Hommage à Léopold Sédar Senghor

AU MAÎTRE

Ethiopiques numéros 37-38

Revue trimestrielle de culture négro-africaine

Nouvelle série 2eme et 3ème trimestres 1984 volume II n° 2-3

Monsieur, Voici des fleurs dans la corbeille de mes bras

dans la ferveur capitonnée de silence de ma voix,

dans le recueillement qui s’exalte en sourdine

de chaque pulsation de mon sang de rebelle.

Ce sont des fleurs que je n’offris à nulle femme

même

« belle à faire à minuit se lever le soleil »

à aucun grand amour, à aucun grand martyr.

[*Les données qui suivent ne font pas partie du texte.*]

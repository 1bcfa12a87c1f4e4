use std::io::IsTerminal;
use std::time::{Duration, Instant};

use anstyle::{AnsiColor, Effects, Style};
use indicatif::{ProgressBar, ProgressStyle};

#[derive(Copy, Clone, Debug, Eq, PartialEq)]
pub(crate) enum OutputStyle {
    Plain,
    Rich,
}

#[derive(Copy, Clone, Debug)]
pub(crate) struct TerminalRenderer {
    style: OutputStyle,
}

/// Spinner shown while one remote command runs. Inert in plain mode.
pub(crate) struct CommandSpinner {
    progress_bar: Option<ProgressBar>,
    started_at: Instant,
}

impl TerminalRenderer {
    pub(crate) fn from_style(style: OutputStyle) -> Self {
        Self { style }
    }

    pub(crate) fn print_status(self, status: &str, message: &str) {
        println!("{}", render_status_line(self.style, status, message));
    }

    pub(crate) fn print_error(self, message: &str) {
        eprintln!("{}", render_status_line(self.style, "err", message));
    }

    pub(crate) fn print_command(self, command: &str) {
        println!("{}", render_command_line(command));
    }

    pub(crate) fn print_section(self, title: &str) {
        if let Some(line) = render_section_header(self.style, title) {
            println!();
            println!("{}", colorize(section_style(), &line));
        }
    }

    pub(crate) fn print_block(self, text: &str) {
        println!();
        print!("{text}");
        if !text.ends_with('\n') {
            println!();
        }
    }

    pub(crate) fn start_spinner(self, label: &str) -> CommandSpinner {
        let progress_bar = if self.style == OutputStyle::Rich {
            let progress_bar = ProgressBar::new_spinner();
            if let Ok(style) = ProgressStyle::with_template("{spinner:.cyan.bold} {msg} {elapsed}") {
                progress_bar.set_style(style.tick_chars("|/-\\ "));
            }
            progress_bar.set_message(first_line(label).to_string());
            progress_bar.enable_steady_tick(Duration::from_millis(80));
            Some(progress_bar)
        } else {
            None
        };

        CommandSpinner {
            progress_bar,
            started_at: Instant::now(),
        }
    }
}

impl CommandSpinner {
    pub(crate) fn finish(mut self) -> Duration {
        if let Some(progress_bar) = self.progress_bar.take() {
            progress_bar.finish_and_clear();
        }
        self.started_at.elapsed()
    }
}

pub(crate) fn current_output_style(force_plain: bool) -> OutputStyle {
    if force_plain || std::env::var_os("NO_COLOR").is_some() {
        return OutputStyle::Plain;
    }
    resolve_output_style(std::io::stdout().is_terminal())
}

pub(crate) fn resolve_output_style(stdout_is_tty: bool) -> OutputStyle {
    if stdout_is_tty {
        OutputStyle::Rich
    } else {
        OutputStyle::Plain
    }
}

pub(crate) fn render_status_line(style: OutputStyle, status: &str, message: &str) -> String {
    match style {
        OutputStyle::Plain => message.to_string(),
        OutputStyle::Rich => format!("{} {message}", status_badge(status)),
    }
}

pub(crate) fn render_command_line(command: &str) -> String {
    format!(">> {}", command.trim())
}

pub(crate) fn format_elapsed(elapsed: Duration) -> String {
    let secs = elapsed.as_secs();
    let millis = elapsed.subsec_millis();
    format!("{secs}.{millis:03}s")
}

fn status_badge(status: &str) -> &'static str {
    match status {
        "ok" => "[OK]",
        "warn" => "[WARN]",
        "err" => "[ERR]",
        _ => "[..]",
    }
}

fn render_section_header(style: OutputStyle, title: &str) -> Option<String> {
    match style {
        OutputStyle::Plain => None,
        OutputStyle::Rich => Some(format!("== {title} ==")),
    }
}

fn first_line(text: &str) -> &str {
    text.trim().lines().next().unwrap_or("")
}

fn section_style() -> Style {
    Style::new()
        .fg_color(Some(AnsiColor::BrightBlue.into()))
        .effects(Effects::BOLD)
}

fn colorize(style: Style, text: &str) -> String {
    format!("{}{}{}", style.render(), text, style.render_reset())
}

Dieu seul sait s’ils sont douloureux, ces martyrs

qui veillent avec moi le long des insomnies aréneuses

du grand âge

à la lueur des bougies-stalagmites du Souvenir fidèle.

On enterre un cadavre et non un idéal ;

C’est ma moisson la plus ancienne

et la plus printanière

ce vingt-neuf Mars mil neuf cent quatre vingt quatre à Dakar.

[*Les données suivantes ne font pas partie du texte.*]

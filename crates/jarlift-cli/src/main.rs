use std::path::PathBuf;
use std::process::ExitCode;

use clap::{ArgAction, Parser, Subcommand};
use tracing_subscriber::EnvFilter;

mod completion;
mod dispatch;
mod flows;
mod notify;
mod render;
mod settings;

use completion::CliCompletionShell;
use dispatch::run_cli;
use render::{current_output_style, TerminalRenderer};

#[derive(Parser, Debug)]
#[command(name = "jarlift")]
#[command(
    about = "Update a remote Java application over SSH and print its report card",
    long_about = None
)]
struct Cli {
    /// Config file; defaults to ./jarlift.toml when present.
    #[arg(long, global = true)]
    config: Option<PathBuf>,
    #[arg(long, global = true)]
    host: Option<String>,
    #[arg(long, global = true)]
    port: Option<u16>,
    #[arg(long, global = true)]
    user: Option<String>,
    /// Disable badges, sections and spinners.
    #[arg(long, global = true)]
    plain: bool,
    #[arg(short, long, global = true, action = ArgAction::Count)]
    verbose: u8,
    #[command(subcommand)]
    command: Option<Commands>,
}

#[derive(Subcommand, Debug, Clone, Copy, PartialEq, Eq)]
enum Commands {
    /// Update the application if needed, then print the report (default).
    Run,
    Update,
    Report,
    /// Compare the installed version with the expected one without changing anything.
    Check,
    /// Print the effective configuration with the password masked.
    Config,
    Completions {
        #[arg(value_enum)]
        shell: CliCompletionShell,
    },
}

impl Commands {
    fn operation_name(self) -> &'static str {
        match self {
            Self::Run => "run",
            Self::Update => "update",
            Self::Report => "report",
            Self::Check => "check",
            Self::Config => "config",
            Self::Completions { .. } => "completions",
        }
    }
}

fn main() -> ExitCode {
    let cli = Cli::parse();
    init_tracing(cli.verbose);
    let renderer = TerminalRenderer::from_style(current_output_style(cli.plain));

    match run_cli(cli, renderer) {
        Ok(()) => ExitCode::SUCCESS,
        Err(err) => {
            renderer.print_error(&format!("{err:#}"));
            ExitCode::FAILURE
        }
    }
}

fn init_tracing(verbose: u8) {
    let default_level = match verbose {
        0 => "warn",
        1 => "info",
        _ => "debug",
    };
    let filter =
        EnvFilter::try_from_default_env().unwrap_or_else(|_| EnvFilter::new(default_level));
    let _ = tracing_subscriber::fmt()
        .with_env_filter(filter)
        .with_writer(std::io::stderr)
        .with_target(true)
        .try_init();
}
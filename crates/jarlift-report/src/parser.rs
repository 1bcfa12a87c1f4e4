use jarlift_core::DeployError;

use crate::ReportRow;

/// Column-name echoes the query tool inserts after values.
pub const ECHO_TOKENS: [&str; 4] = [" (name)", " (age)", " (class_name)", " (grade)"];

const FIELD_COUNT: usize = 4;

/// Turns raw query output into report rows.
pub trait RowParser {
    fn parse(&self, raw: &str) -> Result<Vec<ReportRow>, DeployError>;
}

/// Parser for the comma-delimited text the query tool prints.
///
/// Relies on the exact echo tokens in [`ECHO_TOKENS`]; any other decoration
/// passes through into the field values.
#[derive(Debug, Clone, Copy, Default)]
pub struct EchoTokenParser;

impl RowParser for EchoTokenParser {
    fn parse(&self, raw: &str) -> Result<Vec<ReportRow>, DeployError> {
        let cleaned = clean_output(raw.trim());
        if cleaned.is_empty() {
            return Ok(Vec::new());
        }

        cleaned
            .lines()
            .enumerate()
            .map(|(index, line)| parse_line(index + 1, line))
            .collect()
    }
}

/// Strips the echo tokens, then collapses `", "` to `","`.
pub fn clean_output(raw: &str) -> String {
    let mut cleaned = raw.to_string();
    for token in ECHO_TOKENS {
        cleaned = cleaned.replace(token, "");
    }
    cleaned.replace(", ", ",")
}

fn parse_line(line_number: usize, line: &str) -> Result<ReportRow, DeployError> {
    let fields = line.split(',').collect::<Vec<_>>();
    let [name, age, class_name, grade] = fields.as_slice() else {
        return Err(DeployError::Parse {
            line: line_number,
            reason: format!(
                "expected {FIELD_COUNT} comma-separated fields, found {}: '{line}'",
                fields.len()
            ),
        });
    };

    Ok(ReportRow {
        name: name.to_string(),
        age: age.to_string(),
        class_name: class_name.to_string(),
        grade: grade.to_string(),
    })
}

Sans alliage de glas, ce sont des carillons

Qui résonnent pour vous dans mes beffrois intimes,

Ce n’est pas un vieillard qui vous fait cette offrande

avec des bras tremblants et un accent pleurard,

ni l’affamé nourri au fastueux banquet de votre Verbe,

ni le disciple ému de votre enseignement,

l’étranger devant qui pour la première fois

on dévoile votre statue de chair et de sang

face au soleil.

Non ! ce sont mes vingt ans, Monsieur, qui vous

honorent,

mes vingt ans – mil neuf cent vingt neuf-

et la cohorte inoubliable des épigones

qui, partout, dans la rue, au parvis des églises,

dans les écoles, les Facultés, les bas-fonds,

allumaient de l’une à l’autre les torches vives

de la résistance à l’occupant

et au pouvoir servile,

avec au cœur l’étrave de la Citadelle « enciélée »,

eux qui, mariant les couleurs végétales

et celles fulgurantes de leur courage,

vous saluent.

Ils vous saluent, Monsieur d’un autre temps, et d’un autre âge.

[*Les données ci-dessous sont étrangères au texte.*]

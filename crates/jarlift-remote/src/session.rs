use std::io::Read;
use std::net::TcpStream;

use jarlift_core::{CommandOutput, DeployError, ExitStatusPolicy, RemoteConfig, RemoteExecutor};
use ssh2::{ExtendedData, Session};
use tracing::{debug, info, warn};

/// Password-authenticated SSH session that runs one command per channel.
///
/// The host key is never checked against a known-hosts file, so first-time
/// hosts are accepted. The session is closed on [`SshSession::disconnect`] or
/// on drop, whichever comes first.
///
/// stdout and stderr share one channel window. Stderr is only read when the
/// exit-status policy needs it for error messages; under
/// [`ExitStatusPolicy::Ignore`] the channel is told to drop extended data so a
/// chatty stderr can never stall the stdout read. Under
/// [`ExitStatusPolicy::Require`] stderr is drained after stdout, which can
/// still stall if a command writes more stderr than one window before closing
/// stdout.
pub struct SshSession {
    host: String,
    port: u16,
    username: String,
    password: Option<String>,
    policy: ExitStatusPolicy,
    session: Option<Session>,
}

impl SshSession {
    pub fn new(remote: &RemoteConfig) -> Self {
        Self {
            host: remote.host.clone(),
            port: remote.port,
            username: remote.username.clone(),
            password: remote.password.clone(),
            policy: ExitStatusPolicy::default(),
            session: None,
        }
    }

    pub fn with_exit_status_policy(mut self, policy: ExitStatusPolicy) -> Self {
        self.policy = policy;
        self
    }

    /// Whether commands capture stderr or let the channel discard it.
    pub fn captures_stderr(&self) -> bool {
        self.policy == ExitStatusPolicy::Require
    }

    pub fn is_connected(&self) -> bool {
        self.session.is_some()
    }

    pub fn connect(&mut self) -> Result<(), DeployError> {
        if self.session.is_some() {
            return Ok(());
        }
        let Some(password) = self.password.as_deref() else {
            return Err(self.connection_error("no password configured"));
        };

        info!(
            host = %self.host,
            port = self.port,
            user = %self.username,
            exit_status = self.policy.as_str(),
            "connecting"
        );
        let tcp = TcpStream::connect((self.host.as_str(), self.port))
            .map_err(|err| self.connection_error(format!("tcp connect failed: {err}")))?;

        let mut session =
            Session::new().map_err(|err| self.connection_error(format!("ssh init: {err}")))?;
        session.set_tcp_stream(tcp);
        session
            .handshake()
            .map_err(|err| self.connection_error(format!("handshake failed: {err}")))?;
        session
            .userauth_password(&self.username, password)
            .map_err(|err| self.connection_error(format!("authentication failed: {err}")))?;
        if !session.authenticated() {
            return Err(self.connection_error("authentication rejected"));
        }

        self.session = Some(session);
        Ok(())
    }

    /// Best-effort close. Safe before `connect`, after a failed `connect`, and
    /// when called more than once.
    pub fn disconnect(&mut self) {
        let Some(session) = self.session.take() else {
            return;
        };
        if let Err(err) = session.disconnect(None, "jarlift session closed", None) {
            warn!(host = %self.host, error = %err, "ssh disconnect failed");
        } else {
            info!(host = %self.host, "disconnected");
        }
    }

    fn connection_error(&self, reason: impl Into<String>) -> DeployError {
        DeployError::Connection {
            host: self.host.clone(),
            port: self.port,
            reason: reason.into(),
        }
    }
}

impl RemoteExecutor for SshSession {
    fn execute(&mut self, command: &str) -> Result<CommandOutput, DeployError> {
        let channel_error = |reason: String| DeployError::Execution {
            command: command.to_string(),
            reason,
        };
        let capture_stderr = self.captures_stderr();
        let Some(session) = self.session.as_ref() else {
            return Err(channel_error("session is not connected".to_string()));
        };

        debug!(command, "exec");
        let mut channel = session
            .channel_session()
            .map_err(|err| channel_error(format!("failed to open channel: {err}")))?;
        if !capture_stderr {
            channel
                .handle_extended_data(ExtendedData::Ignore)
                .map_err(|err| channel_error(format!("failed to configure stderr: {err}")))?;
        }
        channel
            .exec(command)
            .map_err(|err| channel_error(format!("failed to start command: {err}")))?;

        let mut stdout = Vec::new();
        channel
            .read_to_end(&mut stdout)
            .map_err(|err| channel_error(format!("failed reading stdout: {err}")))?;
        let mut stderr = Vec::new();
        if capture_stderr {
            channel
                .stderr()
                .read_to_end(&mut stderr)
                .map_err(|err| channel_error(format!("failed reading stderr: {err}")))?;
        }
        channel
            .wait_close()
            .map_err(|err| channel_error(format!("failed closing channel: {err}")))?;
        let exit_status = channel
            .exit_status()
            .map_err(|err| channel_error(format!("failed reading exit status: {err}")))?;

        let stdout = String::from_utf8(stdout)
            .map_err(|_| channel_error("command produced non-UTF-8 output".to_string()))?;
        debug!(command, exit_status, bytes = stdout.len(), "exec finished");

        Ok(CommandOutput {
            stdout,
            stderr: String::from_utf8_lossy(&stderr).into_owned(),
            exit_status,
        })
    }
}

impl Drop for SshSession {
    fn drop(&mut self) {
        self.disconnect();
    }
}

S’ils connaissent de par le monde

la saison des outrages,

Si l’exil les éparpilla dans la tornade et dans l’orage,

l’espoir tisse une aurore en leurs regards lavés.

Loin des mains des semeurs de mort,

le mil et le riz ont germé.

Dans l’hivernage qui verdoie, le troupeau dispersé

broute une herbe nouvelle et sous votre houlette

se surprend à ne plus avoir peur des reîtres et des loups.

Tout aura été dit. Pas un seul de vos vers

qui n’ait été psychanalysé, radiographié, autopsié.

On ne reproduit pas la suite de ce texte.